Трудно не увидеть некоторого ее сходства с коммунистической идеологией. Отдельные элементы этого сходства существенны и поразительны. Однако важно то, чем политкорректность отличается. Самые главные отличия следующие. Во-первых, хотя политкорректность служит (якобы служит) преследуемым, это уже другие, иного рода преследуемые. Это группы, которые она признаёт дискриминируемыми и маргинализируемыми — по своим собственным критериям и в своем собственном, весьма особом значении этих слов — и которые разделяют идеологию политкорректности. (Об руку с этой селективностью естественно идет полное пренебрежение результатами своей деятельности, часто вредной и для тех групп, во имя которых эта деятельность предпринимается.) Во-вторых, она считает принадлежность к той или иной группе основополагающим критерием самоопределения. В-третьих, императив подчинения политкорректности и ее навязывания — часть самой идеологии. Иначе говоря, эта идеология содержит в себе метаидеологию. Наконец, политкорректность отрицает свое существование — в качестве идеологии или же вообще. Она скрывает сам факт, что она есть идеология, — притворяясь, что она всего лишь вопрос языковой вежливости и что ни о какой идеологии не может быть и речи. Лиса в курятнике? Какая лиса? Здесь никого нет кроме кур.
Утверждать, будто политкорректность — это всего лишь язык и вежливость, — то же самое, что утверждать, будто оруэлловская новоречь — всего лишь язык: что называть рабство свободой, принуждение — свободным выбором, ложь — правдой, подавление — заботой, перераспределение — справедливостью, лицемерие — честностью, ненависть к Западу — терпимостью, унижение и геттоизацию этнических меньшинств — многокультурностью, антисемитизм — заботой о судьбе палестинцев, протекционизм — заботой о Третьем мире, запреты — правами, оскорбление — достоинством и невежество — знаниями, что все это значит лишь употреблять вежливые речевые формулировки.
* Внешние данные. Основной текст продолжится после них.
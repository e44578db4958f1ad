use super::*;
use crate::content::*;

use aes_gcm::aead::AeadInPlace;
use aes_gcm::aead::generic_array::GenericArray;
use aes_gcm::{Aes128Gcm, KeyInit};
use rand::Rng;
use std::io::BufReader;

const CRYPTO_GCM_TAG_LENGTH: usize = 16;
const CRYPTO_GCM_NONCE_LENGTH: usize = 12;
const CRYPTO_GCM_EXPLICIT_NONCE_LENGTH: usize = 8;

/// AES-128-GCM record protection.
/// <https://tools.ietf.org/html/rfc5288>
pub struct CryptoGcm {
    local_gcm: Aes128Gcm,
    remote_gcm: Aes128Gcm,
    local_write_iv: Vec<u8>,
    remote_write_iv: Vec<u8>,
}

impl CryptoGcm {
    pub fn new(
        local_key: &[u8],
        local_write_iv: &[u8],
        remote_key: &[u8],
        remote_write_iv: &[u8],
    ) -> Result<Self> {
        let local_gcm =
            Aes128Gcm::new_from_slice(local_key).map_err(|e| Error::Other(e.to_string()))?;
        let remote_gcm =
            Aes128Gcm::new_from_slice(remote_key).map_err(|e| Error::Other(e.to_string()))?;

        Ok(CryptoGcm {
            local_gcm,
            local_write_iv: local_write_iv.to_vec(),
            remote_gcm,
            remote_write_iv: remote_write_iv.to_vec(),
        })
    }

    pub fn encrypt(&self, pkt_rlh: &RecordLayerHeader, raw: &[u8]) -> Result<Vec<u8>> {
        if raw.len() < RECORD_LAYER_HEADER_SIZE {
            return Err(Error::ErrBufferTooSmall);
        }
        let payload = &raw[RECORD_LAYER_HEADER_SIZE..];
        let raw = &raw[..RECORD_LAYER_HEADER_SIZE];

        let mut nonce = [0u8; CRYPTO_GCM_NONCE_LENGTH];
        nonce[..4].copy_from_slice(&self.local_write_iv[..4]);
        rand::rng().fill(&mut nonce[4..]);

        let additional_data = generate_aead_additional_data(pkt_rlh, payload.len());

        let mut buffer: Vec<u8> = payload.to_vec();
        self.local_gcm.encrypt_in_place(
            GenericArray::from_slice(&nonce),
            &additional_data,
            &mut buffer,
        )?;

        let mut r = Vec::with_capacity(raw.len() + CRYPTO_GCM_EXPLICIT_NONCE_LENGTH + buffer.len());
        r.extend_from_slice(raw);
        r.extend_from_slice(&nonce[4..]);
        r.extend_from_slice(&buffer);

        // Update recordLayer size to include explicit nonce
        let r_len = (r.len() - RECORD_LAYER_HEADER_SIZE) as u16;
        r[RECORD_LAYER_HEADER_SIZE - 2..RECORD_LAYER_HEADER_SIZE]
            .copy_from_slice(&r_len.to_be_bytes());

        Ok(r)
    }

    pub fn decrypt(&self, r: &[u8]) -> Result<Vec<u8>> {
        let mut reader = BufReader::new(r);
        let h = RecordLayerHeader::unmarshal(&mut reader)?;
        if h.content_type == ContentType::ChangeCipherSpec {
            // Nothing to encrypt with ChangeCipherSpec
            return Ok(r.to_vec());
        }

        if r.len()
            < RECORD_LAYER_HEADER_SIZE + CRYPTO_GCM_EXPLICIT_NONCE_LENGTH + CRYPTO_GCM_TAG_LENGTH
        {
            return Err(Error::ErrNotEnoughRoomForNonce);
        }

        let mut nonce = [0u8; CRYPTO_GCM_NONCE_LENGTH];
        nonce[..4].copy_from_slice(&self.remote_write_iv[..4]);
        nonce[4..].copy_from_slice(
            &r[RECORD_LAYER_HEADER_SIZE
                ..RECORD_LAYER_HEADER_SIZE + CRYPTO_GCM_EXPLICIT_NONCE_LENGTH],
        );
        let out = &r[RECORD_LAYER_HEADER_SIZE + CRYPTO_GCM_EXPLICIT_NONCE_LENGTH..];

        let additional_data = generate_aead_additional_data(&h, out.len() - CRYPTO_GCM_TAG_LENGTH);

        let mut buffer: Vec<u8> = out.to_vec();
        self.remote_gcm
            .decrypt_in_place(
                GenericArray::from_slice(&nonce),
                &additional_data,
                &mut buffer,
            )
            .map_err(|_| Error::ErrDecryptPacket)?;

        let mut d = Vec::with_capacity(RECORD_LAYER_HEADER_SIZE + buffer.len());
        d.extend_from_slice(&r[..RECORD_LAYER_HEADER_SIZE]);
        d.extend_from_slice(&buffer);
        let d_len = buffer.len() as u16;
        d[RECORD_LAYER_HEADER_SIZE - 2..RECORD_LAYER_HEADER_SIZE]
            .copy_from_slice(&d_len.to_be_bytes());

        Ok(d)
    }
}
А те, кто вводит политкорректность в язык (особенно в Польше — за ее пределами это происходит реже) и защищают этот язык как форму вежливости, одновременно возмущаются, что над ней насмехаются или пренебрегают ею. Но если они возмущаются насмешками и пренебрежением, то должны исходить из того, что их заявления, будто речь идет только о языке, приняты за чистую монету. Что и было их целью. Так нет, одновременно они возмущаются, что к ним не относятся всерьез. Если же к политкорректности относиться всерьез, с недоверием, достойным дела опасного, они опять возмущаются: мы, мол с ума сошли, впали в истерику — речь же идет только о языке, чего ж так волноваться? Так как же нам относиться к политкорректности, если нельзя ни всерьез, ни несерьезно? Остается, выходит, только согласиться с ней. Этого-то они и добиваются!
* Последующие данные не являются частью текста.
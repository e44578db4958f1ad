use crate::cipher_suite::*;
use crate::crypto::*;
use crate::extension::extension_use_srtp::SrtpProtectionProfile;
use crate::signature_hash_algorithm::*;
use shared::error::*;

use std::fmt;
use std::time::Duration;

pub(crate) const DEFAULT_MTU: usize = 1200; // bytes
/// First retransmission happens this long after a flight is sent.
pub const DEFAULT_INITIAL_RETRANSMIT_INTERVAL: Duration = Duration::from_millis(50);
/// Cap of the doubling retransmission interval.
pub const DEFAULT_MAXIMUM_RETRANSMIT_INTERVAL: Duration = Duration::from_secs(60);
/// 50ms doubled up to the 60s cap gives twelve retransmissions.
pub const DEFAULT_MAXIMUM_RETRANSMIT_NUMBER: usize = 12;
// Default replay protection window is specified by RFC 6347 Section 4.1.2.6
pub(crate) const DEFAULT_REPLAY_PROTECTION_WINDOW: usize = 64;

/// ConfigBuilder is used to configure a DTLS client or server.
#[derive(Clone, Default)]
pub struct ConfigBuilder {
    certificates: Vec<Certificate>,
    cipher_suites: Vec<CipherSuiteId>,
    srtp_protection_profiles: Vec<SrtpProtectionProfile>,
    extended_master_secret: ExtendedMasterSecretType,
    initial_retransmit_interval: Option<Duration>,
    maximum_retransmit_interval: Option<Duration>,
    maximum_retransmit_number: Option<usize>,
    mtu: usize,
    replay_protection_window: usize,
    enable_dtls13_advertisement: bool,
}

impl ConfigBuilder {
    /// certificates contains certificate chain to present to the other side of the connection.
    /// Both ends authenticate, so clients and servers MUST set this.
    pub fn with_certificates(mut self, certificates: Vec<Certificate>) -> Self {
        self.certificates = certificates;
        self
    }

    /// cipher_suites is a list of supported cipher suites.
    /// If cipher_suites is empty, a default list is used
    pub fn with_cipher_suites(mut self, cipher_suites: Vec<CipherSuiteId>) -> Self {
        self.cipher_suites = cipher_suites;
        self
    }

    /// srtp_protection_profiles are the supported protection profiles
    /// Clients will send this via use_srtp and assert that the server properly responds
    /// Servers will assert that clients send one of these profiles and will respond as needed
    pub fn with_srtp_protection_profiles(
        mut self,
        srtp_protection_profiles: Vec<SrtpProtectionProfile>,
    ) -> Self {
        self.srtp_protection_profiles = srtp_protection_profiles;
        self
    }

    /// extended_master_secret determines if the "Extended Master Secret" extension
    /// should be disabled, requested, or required (default required).
    pub fn with_extended_master_secret(
        mut self,
        extended_master_secret: ExtendedMasterSecretType,
    ) -> Self {
        self.extended_master_secret = extended_master_secret;
        self
    }

    /// initial_retransmit_interval is the delay before the first retransmission
    /// of an unanswered flight (default 50ms). It doubles on every retransmission.
    pub fn with_initial_retransmit_interval(mut self, interval: Duration) -> Self {
        self.initial_retransmit_interval = Some(interval);
        self
    }

    /// maximum_retransmit_interval caps the doubling (default 60s).
    pub fn with_maximum_retransmit_interval(mut self, interval: Duration) -> Self {
        self.maximum_retransmit_interval = Some(interval);
        self
    }

    /// maximum_retransmit_number is how many times one flight is retransmitted
    /// before the handshake fails (default 12).
    pub fn with_maximum_retransmit_number(mut self, maximum_retransmit_number: usize) -> Self {
        self.maximum_retransmit_number = Some(maximum_retransmit_number);
        self
    }

    /// mtu is the length at which handshake messages will be fragmented to
    /// fit within the maximum transmission unit (default is 1200 bytes)
    pub fn with_mtu(mut self, mtu: usize) -> Self {
        self.mtu = mtu;
        self
    }

    /// replay_protection_window is the size of the replay attack protection window.
    /// Duplication of the sequence number is checked in this window size.
    /// Packet with sequence number older than this value compared to the latest
    /// accepted packet will be discarded. (default is 64)
    pub fn with_replay_protection_window(mut self, replay_protection_window: usize) -> Self {
        self.replay_protection_window = replay_protection_window;
        self
    }

    /// When set, the ClientHello carries supported_versions offering DTLS 1.3
    /// ahead of 1.2. The handshake itself is always DTLS 1.2.
    pub fn with_dtls13_advertisement(mut self, enable: bool) -> Self {
        self.enable_dtls13_advertisement = enable;
        self
    }

    fn validate(&self) -> Result<()> {
        if self.certificates.is_empty() {
            return Err(Error::ErrNoCertificates);
        }

        if let Some(interval) = self.initial_retransmit_interval
            && interval.is_zero()
        {
            return Err(Error::ErrInvalidParameter(
                "initial retransmit interval must be positive".to_owned(),
            ));
        }

        if let (Some(initial), Some(maximum)) = (
            self.initial_retransmit_interval,
            self.maximum_retransmit_interval,
        ) && maximum < initial
        {
            return Err(Error::ErrInvalidParameter(
                "maximum retransmit interval below initial interval".to_owned(),
            ));
        }

        Ok(())
    }

    /// build handshake config
    pub fn build(self) -> Result<HandshakeConfig> {
        self.validate()?;

        let local_cipher_suites: Vec<CipherSuiteId> = if self.cipher_suites.is_empty() {
            default_cipher_suites().iter().map(|cs| cs.id()).collect()
        } else {
            for id in &self.cipher_suites {
                cipher_suite_for_id(*id)?;
            }
            self.cipher_suites
        };

        let maximum_transmission_unit = if self.mtu == 0 { DEFAULT_MTU } else { self.mtu };

        let replay_protection_window = if self.replay_protection_window == 0 {
            DEFAULT_REPLAY_PROTECTION_WINDOW
        } else {
            self.replay_protection_window
        };

        Ok(HandshakeConfig {
            local_cipher_suites,
            local_signature_schemes: default_signature_schemes(),
            extended_master_secret: self.extended_master_secret,
            local_srtp_protection_profiles: self.srtp_protection_profiles,
            local_certificates: self.certificates,
            initial_retransmit_interval: self
                .initial_retransmit_interval
                .unwrap_or(DEFAULT_INITIAL_RETRANSMIT_INTERVAL),
            maximum_retransmit_interval: self
                .maximum_retransmit_interval
                .unwrap_or(DEFAULT_MAXIMUM_RETRANSMIT_INTERVAL),
            maximum_retransmit_number: self
                .maximum_retransmit_number
                .unwrap_or(DEFAULT_MAXIMUM_RETRANSMIT_NUMBER),
            initial_epoch: 0,
            maximum_transmission_unit,
            replay_protection_window,
            advertise_dtls13: self.enable_dtls13_advertisement,
        })
    }
}

// ExtendedMasterSecretType declares the policy the client and server
// will follow for the Extended Master Secret extension
#[derive(Debug, Default, PartialEq, Eq, Copy, Clone)]
pub enum ExtendedMasterSecretType {
    Request = 0,
    #[default]
    Require = 1,
    Disable = 2,
}

#[derive(Clone)]
pub struct HandshakeConfig {
    pub(crate) local_cipher_suites: Vec<CipherSuiteId>, // Available CipherSuites
    pub(crate) local_signature_schemes: Vec<SignatureHashAlgorithm>, // Available signature schemes
    pub(crate) extended_master_secret: ExtendedMasterSecretType, // Policy for the Extended Master Support extension
    pub(crate) local_srtp_protection_profiles: Vec<SrtpProtectionProfile>, // Available SRTPProtectionProfiles, if empty no SRTP support
    pub(crate) local_certificates: Vec<Certificate>,
    pub(crate) initial_retransmit_interval: Duration,
    pub(crate) maximum_retransmit_interval: Duration,
    pub(crate) maximum_retransmit_number: usize,
    pub(crate) initial_epoch: u16,
    pub(crate) maximum_transmission_unit: usize,
    pub(crate) replay_protection_window: usize,
    pub(crate) advertise_dtls13: bool,
}

impl fmt::Debug for HandshakeConfig {
    fn fmt(&self, fmt: &mut fmt::Formatter<'_>) -> fmt::Result {
        fmt.debug_struct("HandshakeConfig")
            .field("local_cipher_suites", &self.local_cipher_suites)
            .field("local_signature_schemes", &self.local_signature_schemes)
            .field("extended_master_secret", &self.extended_master_secret)
            .field(
                "local_srtp_protection_profiles",
                &self.local_srtp_protection_profiles,
            )
            .field("local_certificates", &self.local_certificates.len())
            .field(
                "initial_retransmit_interval",
                &self.initial_retransmit_interval,
            )
            .field(
                "maximum_retransmit_interval",
                &self.maximum_retransmit_interval,
            )
            .field("maximum_retransmit_number", &self.maximum_retransmit_number)
            .field("initial_epoch", &self.initial_epoch)
            .field("maximum_transmission_unit", &self.maximum_transmission_unit)
            .field("replay_protection_window", &self.replay_protection_window)
            .field("advertise_dtls13", &self.advertise_dtls13)
            .finish()
    }
}

impl HandshakeConfig {
    pub(crate) fn get_certificate(&self) -> Result<&Certificate> {
        self.local_certificates
            .first()
            .ok_or(Error::ErrNoCertificates)
    }

    pub fn maximum_retransmit_number(&self) -> usize {
        self.maximum_retransmit_number
    }

    pub fn srtp_protection_profiles(&self) -> &[SrtpProtectionProfile] {
        &self.local_srtp_protection_profiles
    }
}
Подобные безвыходные ловушки подстерегают и внутри содержания отдельных политкорректных взглядов. Так обстоит дело, например, с политкорректным отношением к Америке — то есть осуждением ее. Америка выиграть никак не может: если она отказывается вмешиваться в дела других стран — например, в войны за границей, которые поддерживает Европа, — то этот отказ осуждается как наглость и изоляционизм; если же она во что-то за границей втягивается — например, в войны, которых Европа не поддерживает, — это осуждается как империалистическая агрессия и интервенция. Так обстоит дело и с некоторыми основополагающими ценностями западной цивилизации, такими, как истина, разум, наука, традиции рационализма. Все эти ценности политкорректность хотела бы подорвать и отвергнуть; и неизвестно, как с нею спорить, ибо спорить можно только на основе того, что как раз и отвергается: на основе уверенности в том, что существует нечто, называемое объективной истиной. А веру в объективную истину политкорректность осуждает как апелляцию к западным ценностям. Понятие объективной истины — понятие авторитарное, насильственно навязанное западной цивилизацией в целях угнетения «слабых».
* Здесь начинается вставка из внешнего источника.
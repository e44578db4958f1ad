use std::cell::RefCell;
use std::collections::HashMap;
use std::fmt;
use std::net::{IpAddr, SocketAddr, ToSocketAddrs};
use std::rc::Rc;
use std::sync::mpsc;
use std::thread;

use shared::error::*;

/// Address family a host name should resolve to.
#[derive(Default, Debug, Copy, Clone, PartialEq, Eq, Hash)]
pub enum AddressFamily {
    #[default]
    Ipv4,
    Ipv6,
}

impl fmt::Display for AddressFamily {
    fn fmt(&self, f: &mut fmt::Formatter<'_>) -> fmt::Result {
        let s = match *self {
            AddressFamily::Ipv4 => "ipv4",
            AddressFamily::Ipv6 => "ipv6",
        };
        write!(f, "{s}")
    }
}

impl AddressFamily {
    pub fn of(ip: &IpAddr) -> Self {
        if ip.is_ipv4() {
            AddressFamily::Ipv4
        } else {
            AddressFamily::Ipv6
        }
    }

    pub fn matches(&self, ip: &IpAddr) -> bool {
        *self == AddressFamily::of(ip)
    }
}

/// AsyncDnsResolver resolves one host name off the network context.
///
/// `start` never blocks. The owner learns that a result may be ready through
/// its own completion path and then reads `result`, which stays `None` while
/// the lookup is in flight.
pub trait AsyncDnsResolver {
    fn start(&mut self, hostname: &str, family: AddressFamily);
    fn result(&mut self) -> Option<Result<IpAddr>>;
}

/// Creates one resolver per lookup.
pub trait AsyncDnsResolverFactory {
    fn create(&self) -> Box<dyn AsyncDnsResolver>;
}

#[derive(Default)]
struct StaticHosts {
    hosts: HashMap<String, Vec<IpAddr>>,
    hold: bool,
}

/// StaticResolverFactory answers lookups from an in-memory host table.
///
/// While held, every resolver it created reports its lookup as pending.
#[derive(Default, Clone)]
pub struct StaticResolverFactory {
    table: Rc<RefCell<StaticHosts>>,
}

impl StaticResolverFactory {
    pub fn new() -> Self {
        Self::default()
    }

    pub fn with_host(self, hostname: &str, ip: IpAddr) -> Self {
        self.table
            .borrow_mut()
            .hosts
            .entry(hostname.to_owned())
            .or_default()
            .push(ip);
        self
    }

    /// hold keeps lookups pending until released with `hold(false)`.
    pub fn hold(&self, hold: bool) {
        self.table.borrow_mut().hold = hold;
    }
}

impl AsyncDnsResolverFactory for StaticResolverFactory {
    fn create(&self) -> Box<dyn AsyncDnsResolver> {
        Box::new(StaticResolver {
            table: Rc::clone(&self.table),
            query: None,
        })
    }
}

pub struct StaticResolver {
    table: Rc<RefCell<StaticHosts>>,
    query: Option<(String, AddressFamily)>,
}

impl AsyncDnsResolver for StaticResolver {
    fn start(&mut self, hostname: &str, family: AddressFamily) {
        self.query = Some((hostname.to_owned(), family));
    }

    fn result(&mut self) -> Option<Result<IpAddr>> {
        let (hostname, family) = self.query.as_ref()?;
        let table = self.table.borrow();
        if table.hold {
            return None;
        }

        if let Ok(ip) = hostname.parse::<IpAddr>() {
            return Some(Ok(ip));
        }

        let found = table
            .hosts
            .get(hostname)
            .and_then(|ips| ips.iter().find(|ip| family.matches(ip)).copied());
        Some(found.ok_or_else(|| Error::ErrDnsResolveFailed(hostname.clone())))
    }
}

/// ThreadResolverFactory resolves through the operating system on a worker
/// thread. The answer is handed back over a channel and picked up by `result`.
#[derive(Default, Clone, Copy)]
pub struct ThreadResolverFactory;

impl AsyncDnsResolverFactory for ThreadResolverFactory {
    fn create(&self) -> Box<dyn AsyncDnsResolver> {
        Box::new(ThreadResolver::default())
    }
}

#[derive(Default)]
pub struct ThreadResolver {
    rx: Option<mpsc::Receiver<std::result::Result<IpAddr, String>>>,
    answer: Option<std::result::Result<IpAddr, String>>,
}

impl AsyncDnsResolver for ThreadResolver {
    fn start(&mut self, hostname: &str, family: AddressFamily) {
        let (tx, rx) = mpsc::channel();
        let hostname = hostname.to_owned();
        thread::spawn(move || {
            let answer = (hostname.as_str(), 0)
                .to_socket_addrs()
                .map_err(|err| err.to_string())
                .and_then(|mut addrs| {
                    addrs
                        .find(|addr: &SocketAddr| family.matches(&addr.ip()))
                        .map(|addr| addr.ip())
                        .ok_or_else(|| format!("no {family} address"))
                });
            // The owner may have gone away; nothing to report then.
            let _ = tx.send(answer);
        });
        self.rx = Some(rx);
        self.answer = None;
    }

    fn result(&mut self) -> Option<Result<IpAddr>> {
        if self.answer.is_none() {
            match self.rx.as_ref()?.try_recv() {
                Ok(answer) => self.answer = Some(answer),
                Err(mpsc::TryRecvError::Empty) => return None,
                Err(mpsc::TryRecvError::Disconnected) => {
                    self.answer = Some(Err("resolver worker exited".to_owned()))
                }
            }
        }

        self.answer.as_ref().map(|answer| match answer {
            Ok(ip) => Ok(*ip),
            Err(reason) => Err(Error::ErrDnsResolveFailed(reason.clone())),
        })
    }
}

#[cfg(test)]
mod test {
    use super::*;

    #[test]
    fn test_static_resolver() -> Result<()> {
        let factory = StaticResolverFactory::new()
            .with_host("stun.example.org", "192.0.2.1".parse()?)
            .with_host("stun.example.org", "2001:db8::1".parse()?);

        let mut r = factory.create();
        assert!(r.result().is_none(), "not started");

        r.start("stun.example.org", AddressFamily::Ipv6);
        assert_eq!(r.result(), Some(Ok("2001:db8::1".parse()?)));

        factory.hold(true);
        let mut r = factory.create();
        r.start("stun.example.org", AddressFamily::Ipv4);
        assert!(r.result().is_none(), "held");
        factory.hold(false);
        assert_eq!(r.result(), Some(Ok("192.0.2.1".parse()?)));

        let mut r = factory.create();
        r.start("unknown.example.org", AddressFamily::Ipv4);
        assert_eq!(
            r.result(),
            Some(Err(Error::ErrDnsResolveFailed(
                "unknown.example.org".to_owned()
            )))
        );

        Ok(())
    }
}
Политкорректность содержит еще один «метаслой»: она очень любит (когда воображает всех разом) ссылаться на то, что называет «всеобщим либеральным согласием» (liberal consensus). Это уверенность в том, что а) все приличные люди согласны с основополагающей либеральной идеологией; б) каждый, кто с ее содержанием не согласен, заслуживает вечного осуждения; в) каждый, кто отрицает, что такое всеобщее согласие существует, тоже заслуживает вечного осуждения. Если мы ищем лаконичное определение политкорректности, может быть, с этого и надо начать: идеология, которая предписывает веру во всеобщее либеральное согласие. «Метаизмерение» проявляется даже в основополагающей для политкорректности политике группового самоопределения: группы, заслуживающие поддержки, — это те, что одобряют либеральную идеологию.
К вышеприведенному предварительному определению можно, следовательно, добавить: «отрицающая, что она — идеология» (или попросту: «отрицающая свое существование как идеологии») и «предписывающая веру во всеобщее либеральное согласие».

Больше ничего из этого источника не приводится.